Industrial performance continued to decline for the third consecutive year in 2025, contracting by 3.5% (year-on-year). The weakest segments were vehicle and machinery manufacturing and electrical equipment production (mainly due to negative trends in battery production), while computer manufacturing provided the only positive contribution. Regional disparities remained significant, particularly within automotive clusters.
This year, industrial output is forecast to expand by 1-2%, supported by major new investments entering production, including a capacity expansion at Mercedes-Benz factory, the new BMW and BYD car plants, and the inauguration of Chinese battery production companies.
The construction sector posted limited growth of 1.6% in 2025 but remained 8% below the 2021 level. Residential construction reached a historic low, though the 40% increase in building permits indicates an impending recovery. A 1-2% growth rate is projected for 2026.
The trade in goods remained relatively stable, with exports rising by 1.1% and imports by 1.6% in the first 11 months of 2025, while service exports achieved a record EUR 9.3 billion surplus in Q1-Q3. The current account posted a nearly EUR 3 bln surplus over the first three quarters of 2025. The full-year external balance of the Hungarian economy remained in a comfortable surplus, a trend seen as likely to be repeated in 2026.
However, the fiscal deficit exceeded expectations, reaching HUF 5.739 trillion (on a cash basis), and public debt increased to 74.6% of GDP by year-end. Some fiscal adjustment measures may be necessary if the 5% budget deficit target is to be met; clearly, it is something the government to be formed after the April elections should address.

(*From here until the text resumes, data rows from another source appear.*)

//! Inline `style` attribute handling.
//!
//! A declaration list is split on top-level `;` only: separators inside
//! quoted strings, parentheses (`url(data:image/png;base64,...)`) and
//! comments do not end a declaration.

/// One `;`-separated item of a declaration list.
#[derive(Debug, Clone, PartialEq, Eq)]
pub struct Declaration<'a> {
    /// The item as written, trimmed.
    pub text: &'a str,
    /// Property name with comments removed.
    pub name: Option<String>,
    /// Value with comments and surrounding whitespace removed (includes `!important`).
    pub value: String,
}

impl<'a> Declaration<'a> {
    fn parse(text: &'a str) -> Self {
        let bare = strip_comments(text);
        match bare.split_once(':') {
            Some((name, value)) if !name.trim().is_empty() => Self {
                text,
                name: Some(name.trim().to_string()),
                value: value.trim().to_string(),
            },
            _ => Self {
                text,
                name: None,
                value: String::new(),
            },
        }
    }

    fn is_property(&self, property: &str) -> bool {
        self.name
            .as_deref()
            .is_some_and(|name| name.eq_ignore_ascii_case(property))
    }

    /// First component of the value: `100% !important` → `100%`.
    fn first_value(&self) -> &str {
        self.value
            .split(|c: char| c.is_whitespace() || c == '!')
            .next()
            .unwrap_or_default()
    }

    /// `display: inline-block`, keyword matched case-insensitively.
    pub fn is_display_inline_block(&self) -> bool {
        self.is_property("display") && self.first_value().eq_ignore_ascii_case("inline-block")
    }

    /// `width: 100%`, comparing the percentage numerically (`100.0%` counts).
    pub fn is_full_width(&self) -> bool {
        if !self.is_property("width") {
            return false;
        }
        self.first_value()
            .strip_suffix('%')
            .and_then(|n| n.parse::<f64>().ok())
            .is_some_and(|n| n == 100.0)
    }
}

/// Split an inline style into its declarations, dropping empty items.
pub fn parse_declarations(style: &str) -> Vec<Declaration<'_>> {
    let mut items = Vec::new();
    let mut depth = 0usize;
    let mut quote: Option<char> = None;
    let mut in_comment = false;
    let mut escaped = false;
    let mut start = 0;

    let mut chars = style.char_indices().peekable();
    while let Some((i, c)) = chars.next() {
        if escaped {
            escaped = false;
            continue;
        }
        if in_comment {
            if c == '*' && chars.peek().is_some_and(|&(_, n)| n == '/') {
                chars.next();
                in_comment = false;
            }
            continue;
        }
        match (c, quote) {
            ('\\', _) => escaped = true,
            (q, Some(open)) if q == open => quote = None,
            (_, Some(_)) => {}
            ('"' | '\'', None) => quote = Some(c),
            ('/', None) if chars.peek().is_some_and(|&(_, n)| n == '*') => {
                chars.next();
                in_comment = true;
            }
            ('(', None) => depth += 1,
            (')', None) => depth = depth.saturating_sub(1),
            (';', None) if depth == 0 => {
                push_item(&mut items, &style[start..i]);
                start = i + 1;
            }
            _ => {}
        }
    }
    push_item(&mut items, &style[start..]);

    items
}

/// Replace each `/* ... */` outside quoted strings with a space.
fn strip_comments(text: &str) -> String {
    let mut out = String::with_capacity(text.len());
    let mut quote: Option<char> = None;
    let mut chars = text.chars().peekable();
    while let Some(c) = chars.next() {
        match quote {
            Some(open) => {
                if c == open {
                    quote = None;
                }
                out.push(c);
            }
            None if c == '/' && chars.peek() == Some(&'*') => {
                chars.next();
                let mut prev = '\0';
                for n in chars.by_ref() {
                    if prev == '*' && n == '/' {
                        break;
                    }
                    prev = n;
                }
                out.push(' ');
            }
            None => {
                if c == '"' || c == '\'' {
                    quote = Some(c);
                }
                out.push(c);
            }
        }
    }
    out
}

fn push_item<'a>(items: &mut Vec<Declaration<'a>>, raw: &'a str) {
    let text = raw.trim();
    if !text.is_empty() {
        items.push(Declaration::parse(text));
    }
}

/// Drop `display: inline-block` from a style that also sets `width: 100%`.
///
/// Returns the rebuilt style, or `None` when the style doesn't set both
/// and should stay untouched. Remaining declarations keep their order.
pub fn without_inline_block_full_width(style: &str) -> Option<String> {
    let declarations = parse_declarations(style);
    let inline_block = declarations.iter().any(Declaration::is_display_inline_block);
    let full_width = declarations.iter().any(Declaration::is_full_width);
    if !(inline_block && full_width) {
        return None;
    }

    let kept: Vec<&str> = declarations
        .iter()
        .filter(|d| !d.is_display_inline_block())
        .map(|d| d.text)
        .collect();
    Some(kept.join(";"))
}

#[cfg(test)]
mod tests {
    use super::*;

    #[test]
    fn test_parse_simple_list() {
        let decls = parse_declarations("color: red; width:100%;");
        assert_eq!(decls.len(), 2);
        assert_eq!(decls[0].name.as_deref(), Some("color"));
        assert_eq!(decls[0].value, "red");
        assert_eq!(decls[1].text, "width:100%");
    }

    #[test]
    fn test_semicolon_inside_url_is_not_a_separator() {
        let style = "background:url(data:image/png;base64,AAAA);color:red";
        let decls = parse_declarations(style);
        assert_eq!(decls.len(), 2);
        assert_eq!(decls[0].value, "url(data:image/png;base64,AAAA)");
    }

    #[test]
    fn test_semicolon_inside_quotes_and_comments() {
        let decls = parse_declarations("font-family:'a;b'; /* x;y */ color:red");
        assert_eq!(decls.len(), 2);
        assert_eq!(decls[0].value, "'a;b'");
        assert!(decls[1].text.ends_with("color:red"));
        assert_eq!(decls[1].name.as_deref(), Some("color"));
    }

    #[test]
    fn test_comments_ignored_in_names_and_values() {
        assert_eq!(
            without_inline_block_full_width("/* box */ display:inline-block; width:100%").as_deref(),
            Some("width:100%")
        );
        assert_eq!(
            without_inline_block_full_width("display:inline-block;width:/* full */100% /* wide */")
                .as_deref(),
            Some("width:/* full */100% /* wide */")
        );
        let decls = parse_declarations("content:'/* kept */'");
        assert_eq!(decls[0].value, "'/* kept */'");
    }

    #[test]
    fn test_removes_inline_block_when_full_width() {
        assert_eq!(
            without_inline_block_full_width("display:inline-block;width:100%").as_deref(),
            Some("width:100%")
        );
    }

    #[test]
    fn test_declaration_order_irrelevant() {
        assert_eq!(
            without_inline_block_full_width("width: 100%; color: red; display: inline-block")
                .as_deref(),
            Some("width: 100%;color: red")
        );
    }

    #[test]
    fn test_case_insensitive_keywords() {
        assert_eq!(
            without_inline_block_full_width("DISPLAY: Inline-Block; Width: 100.0% !important")
                .as_deref(),
            Some("Width: 100.0% !important")
        );
    }

    #[test]
    fn test_single_property_left_alone() {
        assert_eq!(without_inline_block_full_width("display:inline-block"), None);
        assert_eq!(without_inline_block_full_width("width:100%"), None);
        assert_eq!(
            without_inline_block_full_width("display:inline-block;width:50%"),
            None
        );
        assert_eq!(
            without_inline_block_full_width("display:block;width:100%"),
            None
        );
    }

    #[test]
    fn test_width_in_pixels_is_not_full_width() {
        assert_eq!(
            without_inline_block_full_width("display:inline-block;width:100px"),
            None
        );
    }
}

Inflation had moderated to 3.3% by the end of 2025, averaging 4.4% for the year. In early 2026, it is expected to fall within the 2–3% range but may rise again later in the year, depending partly on government price measures.
The National Bank of Hungary (MNB) held its key policy rate steady at 6.5% throughout 2025 and in its first rate setters’ meeting in January 2026. A gradual easing cycle is anticipated in 2026, with the base rate falling to around 5.75% by the year-end. Following last year’s strong forint appreciation, the exchange rate is expected to stabilize in 2026, fluctuating between HUF 385–395 per euro.